India has successfully put a satellite into orbit around Mars.
Scientists at mission control erupted into cheers as the spacecraft began circling the Red Planet at around 2:10am (Irish time) this morning.
The Indian Space Research Organisation (ISRO) is only the fourth organisation to achieve a successful Mars orbiting mission after NASA, the European Space Agency and the former Soviet Union's agency.
India is the first country to successfully achieve a Mars orbit on its first attempt.
The Mars Orbiter Mission (MOM) cost India the relatively minuscule sum of £45m (€57.4m). It launched on 5th November 2013. Although primarily intended to show that India has the technology to reach Mars, the craft also contains a camera and some scientific monitoring tools, such as a methane sensor.
Other space agencies have been congratulation India's on Twitter:
Howdy @MarsCuriosity ? Keep in touch. I'll be around.
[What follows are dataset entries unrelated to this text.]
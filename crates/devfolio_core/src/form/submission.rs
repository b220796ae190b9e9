//! Contact-form status machine and the delivery endpoint seam.
//!
//! # Responsibility
//! - Drive idle -> submitting -> success|error transitions around one
//!   delivery call.
//! - Keep the per-field error map consistent with user edits.
//!
//! # Invariants
//! - Submission is rejected while any field error is present.
//! - Delivery failure surfaces one recoverable banner, never a panic.

use crate::form::validator::{validate_all, validate_field};
use crate::model::contact::{ContactMessage, FormField};
use log::{info, warn};
use std::collections::BTreeMap;
use std::error::Error;
use std::fmt::{Display, Formatter};
use uuid::Uuid;

/// Banner shown for any delivery failure; detail stays in the logs.
pub const SUBMIT_FAILURE_BANNER: &str = "Something went wrong. Please try again.";

/// Acknowledgement returned by a delivery endpoint.
#[derive(Debug, Clone, PartialEq, Eq)]
pub struct DeliveryAck {
    /// Endpoint-assigned id for the accepted submission.
    pub submission_id: Uuid,
}

/// Delivery endpoint failures.
#[derive(Debug, Clone, PartialEq, Eq)]
pub enum DeliveryError {
    /// The endpoint refused the payload.
    Rejected(String),
    /// The endpoint could not be reached.
    Unavailable(String),
}

impl Display for DeliveryError {
    fn fmt(&self, f: &mut Formatter<'_>) -> std::fmt::Result {
        match self {
            Self::Rejected(message) => write!(f, "delivery rejected: {message}"),
            Self::Unavailable(message) => write!(f, "delivery endpoint unavailable: {message}"),
        }
    }
}

impl Error for DeliveryError {}

/// External message-delivery endpoint seam.
///
/// Real deployments wire this to an HTTP collaborator; the bundled
/// [`SimulatedDelivery`] stands in until one exists.
pub trait ContactDelivery {
    fn deliver(&self, message: &ContactMessage) -> Result<DeliveryAck, DeliveryError>;
}

/// Stub endpoint that acknowledges every payload without transmitting it.
#[derive(Debug, Default)]
pub struct SimulatedDelivery;

impl ContactDelivery for SimulatedDelivery {
    fn deliver(&self, _message: &ContactMessage) -> Result<DeliveryAck, DeliveryError> {
        let ack = DeliveryAck {
            submission_id: Uuid::new_v4(),
        };
        info!(
            "event=contact_deliver module=form status=simulated submission_id={}",
            ack.submission_id
        );
        Ok(ack)
    }
}

/// Form status flag.
#[derive(Debug, Clone, Copy, Default, PartialEq, Eq)]
pub enum FormStatus {
    #[default]
    Idle,
    Submitting,
    Success,
    Error,
}

/// Outcome of one submit attempt.
#[derive(Debug, Clone, PartialEq, Eq)]
pub enum SubmitOutcome {
    /// Field errors were recorded; nothing was sent.
    Invalid,
    /// The endpoint acknowledged the message.
    Delivered(DeliveryAck),
    /// The endpoint failed; the banner is set and resubmission may recover.
    Failed,
}

/// Contact-form state machine over an injectable delivery endpoint.
pub struct ContactForm<D: ContactDelivery> {
    delivery: D,
    values: ContactMessage,
    errors: BTreeMap<FormField, String>,
    status: FormStatus,
    banner: Option<String>,
}

impl<D: ContactDelivery> ContactForm<D> {
    pub fn new(delivery: D) -> Self {
        Self {
            delivery,
            values: ContactMessage::default(),
            errors: BTreeMap::new(),
            status: FormStatus::Idle,
            banner: None,
        }
    }

    pub fn values(&self) -> &ContactMessage {
        &self.values
    }

    pub fn errors(&self) -> &BTreeMap<FormField, String> {
        &self.errors
    }

    pub fn status(&self) -> FormStatus {
        self.status
    }

    /// Banner message for the last delivery failure, if any.
    pub fn banner(&self) -> Option<&str> {
        self.banner.as_deref()
    }

    /// Records an input change and clears that field's stale error.
    pub fn set_field(&mut self, field: FormField, value: impl Into<String>) {
        self.values.set_field(field, value);
        self.errors.remove(&field);
    }

    /// Runs single-field validation, as on an input blur event.
    pub fn blur_field(&mut self, field: FormField) {
        match validate_field(field, self.values.field(field)) {
            Some(message) => {
                self.errors.insert(field, message);
            }
            None => {
                self.errors.remove(&field);
            }
        }
    }

    /// Validates everything and, when clean, runs one delivery call.
    ///
    /// The status passes through `Submitting` for the duration of the call
    /// and lands on `Success` or `Error`; validation failures leave the
    /// status at `Idle` with the error map populated.
    pub fn submit(&mut self) -> SubmitOutcome {
        let errors = validate_all(&self.values);
        if !errors.is_empty() {
            self.errors = errors;
            return SubmitOutcome::Invalid;
        }

        self.errors.clear();
        self.banner = None;
        self.status = FormStatus::Submitting;
        info!("event=contact_submit module=form status=start");

        match self.delivery.deliver(&self.values) {
            Ok(ack) => {
                self.values = ContactMessage::default();
                self.status = FormStatus::Success;
                info!(
                    "event=contact_submit module=form status=ok submission_id={}",
                    ack.submission_id
                );
                SubmitOutcome::Delivered(ack)
            }
            Err(err) => {
                self.status = FormStatus::Error;
                self.banner = Some(SUBMIT_FAILURE_BANNER.to_string());
                warn!("event=contact_submit module=form status=error error={err}");
                SubmitOutcome::Failed
            }
        }
    }

    /// Returns a success/error display back to idle.
    ///
    /// The shell calls this when the feedback display window elapses; the
    /// core keeps no timers.
    pub fn acknowledge_feedback(&mut self) {
        if matches!(self.status, FormStatus::Success | FormStatus::Error) {
            self.status = FormStatus::Idle;
            self.banner = None;
        }
    }
}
— ISRO's Mars Orbiter (@MarsOrbiter) September 24, 2014
Congratulations to @ISRO @MarsOrbiter on successful orbit insertion around #Mars, welcome to the club!
— ESA (@esa) September 24, 2014
It has been a busy week above Mars, with NASA's Maven spacecraft having achieved orbit on Monday after a 442-million-mile flight through space that began a year ago.
Maven fired its main engines for about 33 minutes to slow down enough to "capture" into Mars' orbit.
Flight controllers managing the US$671m (€522m) mission will spend six weeks checking the robotic explorer's instruments before it begins observations of the Red Planet's atmosphere.